> _Collected data_
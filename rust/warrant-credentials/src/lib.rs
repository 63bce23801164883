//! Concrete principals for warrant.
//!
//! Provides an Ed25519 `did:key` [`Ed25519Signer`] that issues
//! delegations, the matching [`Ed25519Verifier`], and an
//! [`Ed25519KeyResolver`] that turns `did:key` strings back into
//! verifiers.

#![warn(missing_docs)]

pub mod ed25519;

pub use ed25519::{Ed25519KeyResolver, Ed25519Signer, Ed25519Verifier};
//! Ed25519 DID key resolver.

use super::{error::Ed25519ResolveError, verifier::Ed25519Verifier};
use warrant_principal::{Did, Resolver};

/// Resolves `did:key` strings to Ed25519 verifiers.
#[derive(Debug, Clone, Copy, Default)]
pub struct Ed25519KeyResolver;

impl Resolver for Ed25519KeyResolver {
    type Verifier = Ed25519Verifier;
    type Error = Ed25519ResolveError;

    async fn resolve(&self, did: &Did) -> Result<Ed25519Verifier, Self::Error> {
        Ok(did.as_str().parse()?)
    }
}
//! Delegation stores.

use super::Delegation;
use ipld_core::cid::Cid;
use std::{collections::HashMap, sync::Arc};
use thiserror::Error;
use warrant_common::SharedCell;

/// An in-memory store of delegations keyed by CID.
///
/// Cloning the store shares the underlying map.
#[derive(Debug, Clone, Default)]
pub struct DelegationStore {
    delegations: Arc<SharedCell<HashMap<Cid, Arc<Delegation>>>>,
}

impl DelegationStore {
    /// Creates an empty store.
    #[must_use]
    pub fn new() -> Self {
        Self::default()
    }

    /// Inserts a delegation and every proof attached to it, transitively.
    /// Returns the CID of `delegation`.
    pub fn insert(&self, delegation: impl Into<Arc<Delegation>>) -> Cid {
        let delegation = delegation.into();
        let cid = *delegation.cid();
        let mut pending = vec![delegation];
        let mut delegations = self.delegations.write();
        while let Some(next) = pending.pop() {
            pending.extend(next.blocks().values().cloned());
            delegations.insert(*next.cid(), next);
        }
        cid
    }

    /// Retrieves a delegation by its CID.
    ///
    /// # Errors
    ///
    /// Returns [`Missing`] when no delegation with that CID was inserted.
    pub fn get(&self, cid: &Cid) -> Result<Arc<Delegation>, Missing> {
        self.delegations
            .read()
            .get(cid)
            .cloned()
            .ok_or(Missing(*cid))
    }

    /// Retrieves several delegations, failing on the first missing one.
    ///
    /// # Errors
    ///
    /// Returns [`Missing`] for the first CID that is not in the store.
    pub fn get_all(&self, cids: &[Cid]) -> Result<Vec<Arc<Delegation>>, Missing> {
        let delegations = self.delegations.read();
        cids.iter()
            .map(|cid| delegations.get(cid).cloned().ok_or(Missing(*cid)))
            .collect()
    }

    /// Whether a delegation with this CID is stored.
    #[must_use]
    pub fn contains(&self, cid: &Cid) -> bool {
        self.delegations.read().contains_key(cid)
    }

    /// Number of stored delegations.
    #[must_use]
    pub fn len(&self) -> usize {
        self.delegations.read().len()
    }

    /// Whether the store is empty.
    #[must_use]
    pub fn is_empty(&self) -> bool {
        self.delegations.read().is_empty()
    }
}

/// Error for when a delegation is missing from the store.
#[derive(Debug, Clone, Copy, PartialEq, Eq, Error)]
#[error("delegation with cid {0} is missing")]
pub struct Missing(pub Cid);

...

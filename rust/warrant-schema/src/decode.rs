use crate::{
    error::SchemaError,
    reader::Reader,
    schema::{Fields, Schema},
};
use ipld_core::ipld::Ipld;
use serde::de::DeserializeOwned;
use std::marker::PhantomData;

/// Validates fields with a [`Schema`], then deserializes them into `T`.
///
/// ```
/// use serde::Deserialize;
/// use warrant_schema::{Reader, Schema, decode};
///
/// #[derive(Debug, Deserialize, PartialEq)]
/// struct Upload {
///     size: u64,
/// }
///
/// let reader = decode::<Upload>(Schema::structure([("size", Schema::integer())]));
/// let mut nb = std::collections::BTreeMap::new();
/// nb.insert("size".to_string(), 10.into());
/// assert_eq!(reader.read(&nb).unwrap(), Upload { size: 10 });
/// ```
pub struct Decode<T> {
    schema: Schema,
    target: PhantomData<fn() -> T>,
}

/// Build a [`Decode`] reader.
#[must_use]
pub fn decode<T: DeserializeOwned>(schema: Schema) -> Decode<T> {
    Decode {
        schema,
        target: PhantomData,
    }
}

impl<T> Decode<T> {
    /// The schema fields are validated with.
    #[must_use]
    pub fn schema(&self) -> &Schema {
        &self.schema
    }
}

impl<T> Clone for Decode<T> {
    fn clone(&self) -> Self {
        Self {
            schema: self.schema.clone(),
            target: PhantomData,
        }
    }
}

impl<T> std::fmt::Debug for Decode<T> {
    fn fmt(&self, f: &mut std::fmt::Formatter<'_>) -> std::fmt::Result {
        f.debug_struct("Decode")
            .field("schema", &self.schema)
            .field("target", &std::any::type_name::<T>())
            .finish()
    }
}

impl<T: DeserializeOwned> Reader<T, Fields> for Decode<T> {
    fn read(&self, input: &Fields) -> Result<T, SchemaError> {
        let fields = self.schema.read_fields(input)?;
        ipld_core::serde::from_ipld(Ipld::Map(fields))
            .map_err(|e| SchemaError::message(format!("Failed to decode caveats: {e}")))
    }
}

> _Task objective_
Of the entries above, transcribe exactly those lines that fall between the line containing "let delegations = self.delegations.read();" and the line containing "store is empty.", together with those two lines.

> _The completed task_
        let delegations = self.delegations.read();
        cids.iter()
            .map(|cid| delegations.get(cid).cloned().ok_or(Missing(*cid)))
            .collect()
    }

    /// Whether a delegation with this CID is stored.
    #[must_use]
    pub fn contains(&self, cid: &Cid) -> bool {
        self.delegations.read().contains_key(cid)
    }

    /// Number of stored delegations.
    #[must_use]
    pub fn len(&self) -> usize {
        self.delegations.read().len()
    }

    /// Whether the store is empty.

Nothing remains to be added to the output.